Methods Two experiments with smokers were conducted. The first study was conducted in Scotland on 88 adult (aged 18 or over) smokers recruited around two university campuses. The second study was conducted on 120 adult (aged 16 or over) smokers recruited around inner city cafes in Greece. Study 1 tested smokers’ ratings of the attractiveness of cigarettes printed with either ‘minutes of life lost’ (minute condition) or ‘toxic constituents’ (toxic condition) against a control cigarette as well as the change in participants’ pre-exposure and postexposure quitting intentions. Study 2 only assessed the effect of the minute condition on smokers’ change in quitting intentions. Analysis of variance and paired-samples t tests were undertaken. Participants in Study 1 were shown a picture of the stimuli, with participants in Study 2 given the actual cigarette to hold.
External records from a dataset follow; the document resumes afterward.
//! Read-only projection of a workflow's produced artifacts.

use serde::Serialize;

use crate::workflow::{ResultItem, WorkflowRecord};

/// Stable reference to a downloadable artifact.
///
/// Derived only from `(job_id, result_id)`, so the same pair always
/// yields the same reference. The HTTP client turns it into a URL,
/// percent-encoding each id as a path segment.
#[derive(Debug, Clone, PartialEq, Eq, Hash, Serialize)]
pub struct DownloadRef {
    pub job_id: String,
    pub result_id: String,
}

impl DownloadRef {
    pub fn new(job_id: impl Into<String>, result_id: impl Into<String>) -> Self {
        Self {
            job_id: job_id.into(),
            result_id: result_id.into(),
        }
    }
}

/// Results of one workflow snapshot.
///
/// Built from a single [`WorkflowRecord`]; rebuild it for every new
/// snapshot rather than patching an old one.
#[derive(Debug, Clone, PartialEq, Serialize)]
pub struct ResultSet {
    job_id: String,
    results: Vec<ResultItem>,
}

impl ResultSet {
    /// Results of `record`, referenced under the id the record reports.
    pub fn from_record(record: &WorkflowRecord) -> Self {
        Self::for_job(record.id.as_str(), record)
    }

    /// Results of `record`, referenced under `job_id`.
    ///
    /// Use this when the job id is already known, e.g. the id a watch
    /// was started for.
    pub fn for_job(job_id: impl Into<String>, record: &WorkflowRecord) -> Self {
        Self {
            job_id: job_id.into(),
            results: record.results.clone(),
        }
    }

    pub fn job_id(&self) -> &str {
        &self.job_id
    }

    /// Results in the order the service reported them.
    pub fn results(&self) -> &[ResultItem] {
        &self.results
    }

    pub fn is_empty(&self) -> bool {
        self.results.is_empty()
    }

    pub fn len(&self) -> usize {
        self.results.len()
    }

    /// Download reference for a result in this set.
    pub fn download_ref(&self, result_id: &str) -> Option<DownloadRef> {
        self.results
            .iter()
            .any(|r| r.id == result_id)
            .then(|| DownloadRef::new(self.job_id.as_str(), result_id))
    }

    /// Every result paired with its download reference.
    pub fn entries(&self) -> impl Iterator<Item = (&ResultItem, DownloadRef)> + '_ {
        self.results
            .iter()
            .map(|r| (r, DownloadRef::new(self.job_id.as_str(), r.id.as_str())))
    }
}

#[cfg(test)]
mod tests {
    use chrono::TimeZone;

    use super::*;
    use crate::workflow::WorkflowStatus;

    fn completed_record() -> WorkflowRecord {
        WorkflowRecord {
            id: "wf-1".to_string(),
            status: WorkflowStatus::Completed,
            progress: 1.0,
            error_message: None,
            results: vec![ResultItem {
                id: "r1".to_string(),
                kind: "embedding".to_string(),
                size_bytes: 2048,
                created_at: Some(chrono::Utc.with_ymd_and_hms(2025, 3, 1, 12, 0, 0).unwrap()),
            }],
            created_at: None,
        }
    }

    #[test]
    fn exposes_results_unchanged() {
        let record = completed_record();
        let set = ResultSet::from_record(&record);
        assert_eq!(set.job_id(), "wf-1");
        assert_eq!(set.results(), record.results.as_slice());
        assert_eq!(set.len(), 1);
    }

    #[test]
    fn download_ref_is_deterministic() {
        let set = ResultSet::from_record(&completed_record());
        let a = set.download_ref("r1").unwrap();
        let b = ResultSet::from_record(&completed_record()).download_ref("r1").unwrap();
        assert_eq!(a, b);
        assert_eq!(a, DownloadRef::new("wf-1", "r1"));
    }

    #[test]
    fn for_job_uses_the_given_id() {
        let mut record = completed_record();
        record.id = "echoed-id".to_string();
        let set = ResultSet::for_job("wf-1", &record);
        assert_eq!(set.job_id(), "wf-1");
        assert_eq!(set.download_ref("r1"), Some(DownloadRef::new("wf-1", "r1")));
    }

    #[test]
    fn unknown_result_has_no_download_ref() {
        let set = ResultSet::from_record(&completed_record());
        assert_eq!(set.download_ref("r9"), None);
    }

    #[test]
    fn entries_pair_each_result_with_its_ref() {
        let set = ResultSet::from_record(&completed_record());
        let entries: Vec<_> = set.entries().collect();
        assert_eq!(entries.len(), 1);
        assert_eq!(entries[0].0.id, "r1");
        assert_eq!(entries[0].1, DownloadRef::new("wf-1", "r1"));
    }
}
Results The analyses revealed increases in quitting intentions postexposure for the minute condition (mean paired difference=0.68, p<0.001) and the toxic condition (mean paired difference=0.23, p<0.05) in Study 1. Similar findings were found for the minute condition (mean paired difference=0.38, p<0.001) in Study 2.

Conclusions These results suggest that printing a public health warning on the cigarette stick may result in higher intentions to quit smoking. However, many other messages (eg, benefits of quitting, harmful effects of secondhand smoke) which can be printed on the cigarette stick have not been tested in the current studies.